Christopher Chyba is a professor of astrophysical sciences and international affairs at Princeton University, and past director of the Program on Science and Global Security. As an associate professor of geological sciences at Stanford University before coming to Princeton, he co-directed the Center for International Security and Cooperation and held the Sagan Chair at the SETI Institute. He has been a Marshall Scholar and a MacArthur Fellow.

During President Clinton’s first term, Chyba served on the staffs of the National Security Council and Office of Science and Technology Policy at the White House, entering as a White House Fellow. He served for a decade as a member of the National Academy of Sciences' Committee on International Security and Arms Control, and on President Obama’s Council of Advisors on Science and Technology (PCAST) from April 2009 through January 2017, on which he co-chaired the working groups on antibiotic resistance and on biodefense.
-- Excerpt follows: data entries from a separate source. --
//! Time source for scheduling decisions

use std::sync::atomic::{AtomicU64, Ordering};
use std::time::{SystemTime, UNIX_EPOCH};

/// Wall-clock milliseconds since the Unix epoch
pub trait Clock: Send + Sync {
    fn now_ms(&self) -> u64;
}

/// The real system clock
#[derive(Debug, Default, Clone, Copy)]
pub struct SystemClock;

impl Clock for SystemClock {
    fn now_ms(&self) -> u64 {
        SystemTime::now()
            .duration_since(UNIX_EPOCH)
            .unwrap_or_default()
            .as_millis() as u64
    }
}

/// A clock that only moves when told to (simulation and tests)
#[derive(Debug, Default)]
pub struct ManualClock {
    now: AtomicU64,
}

impl ManualClock {
    pub fn new(start_ms: u64) -> Self {
        Self {
            now: AtomicU64::new(start_ms),
        }
    }

    pub fn set(&self, ms: u64) {
        self.now.store(ms, Ordering::SeqCst);
    }

    pub fn advance(&self, ms: u64) {
        self.now.fetch_add(ms, Ordering::SeqCst);
    }
}

impl Clock for ManualClock {
    fn now_ms(&self) -> u64 {
        self.now.load(Ordering::SeqCst)
    }
}
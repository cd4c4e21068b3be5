//! CLI command definitions and subcommands

use clap::{Parser, Subcommand};
use std::path::PathBuf;
use tracing::debug;

/// Smoothd - Rate Smoothing Dispatcher
#[derive(Parser)]
#[command(
    name = "sd",
    about = "Spread bursts of outbound API and email calls over time",
    version = env!("GIT_DESCRIBE"),
)]
pub struct Cli {
    /// Path to config file
    #[arg(short, long, global = true, help = "Path to config file")]
    pub config: Option<PathBuf>,

    /// Log level (TRACE, DEBUG, INFO, WARN, ERROR)
    #[arg(
        short = 'l',
        long = "log-level",
        global = true,
        help = "Log level (TRACE, DEBUG, INFO, WARN, ERROR)"
    )]
    pub log_level: Option<String>,

    /// Subcommand to execute
    #[command(subcommand)]
    pub command: Option<Command>,
}

/// CLI subcommands
#[derive(Debug, Subcommand)]
pub enum Command {
    /// Run the intake server, delay queue and workers (default)
    Serve {
        /// Override server.bind
        #[arg(short, long)]
        bind: Option<String>,
    },

    /// Show the shared backlog record
    State,

    /// Clear the backlog after lost completions
    Reset,

    /// Show the delay a request arriving now would get
    Preview,

    /// Print the delay plan for a synthetic burst (no store, no dispatch)
    Simulate {
        /// Number of requests
        #[arg(short = 'n', long, default_value = "10")]
        count: u32,

        /// Milliseconds between arrivals
        #[arg(short, long, default_value = "0")]
        interval_ms: u64,

        /// Complete each request as soon as its dispatch time passes
        #[arg(short, long)]
        drain: bool,
    },

    /// Show server logs
    Logs {
        /// Follow log output (like tail -f)
        #[arg(short, long)]
        follow: bool,

        /// Number of lines to show
        #[arg(short = 'n', long, default_value = "50")]
        lines: usize,
    },
}

/// Get the log file path
pub fn get_log_path() -> PathBuf {
    debug!("get_log_path: called");
    dirs::data_local_dir()
        .unwrap_or_else(|| PathBuf::from("."))
        .join("smoothd")
        .join("logs")
        .join("smoothd.log")
}
//! CLI argument parsing for statestore

use clap::{Parser, Subcommand};
use std::path::PathBuf;

#[derive(Parser, Debug)]
#[command(name = "ss")]
#[command(author, version, about = "Inspect and edit durable key/value state", long_about = None)]
pub struct Cli {
    /// Path to config file
    #[arg(short, long)]
    pub config: Option<PathBuf>,

    /// Database file (overrides config)
    #[arg(short, long)]
    pub store: Option<PathBuf>,

    #[command(subcommand)]
    pub command: Command,
}

#[derive(Subcommand, Debug)]
pub enum Command {
    /// Print the JSON value stored under a key
    Get {
        #[arg(required = true)]
        key: String,
    },

    /// Store a JSON value under a key
    Set {
        #[arg(required = true)]
        key: String,

        /// JSON document
        #[arg(required = true)]
        value: String,
    },

    /// Delete a key
    Delete {
        #[arg(required = true)]
        key: String,
    },

    /// List all keys
    List,
}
In late 2020 to early 2021, Chyba served on the national security and foreign policy team for the Biden-Harris transition. His current policy-relevant research focuses on possible pathways to nuclear weapons use (for the past two years, he has co-chaired a project of the American Academy of Arts and Sciences on this topic), nonproliferation and strategic arms control issues, and biodefense -- including as a member of the OPCAST pandemic response group. 

Chyba's scientific research ranges across planetary science and exobiology, as well as work in classical electrodynamics. His published work has included dynamical modeling of the Neptune-Triton system, the role of impacts on the origin of life on Earth, the Tunguska atmospheric explosion and planetary defense, radar, seismic, and magnetometer sounding of Europa's ice shell, bioenergetic models for possible ecosystems on Europa, electromagnetic heating of planetary satellites, and planetary protection.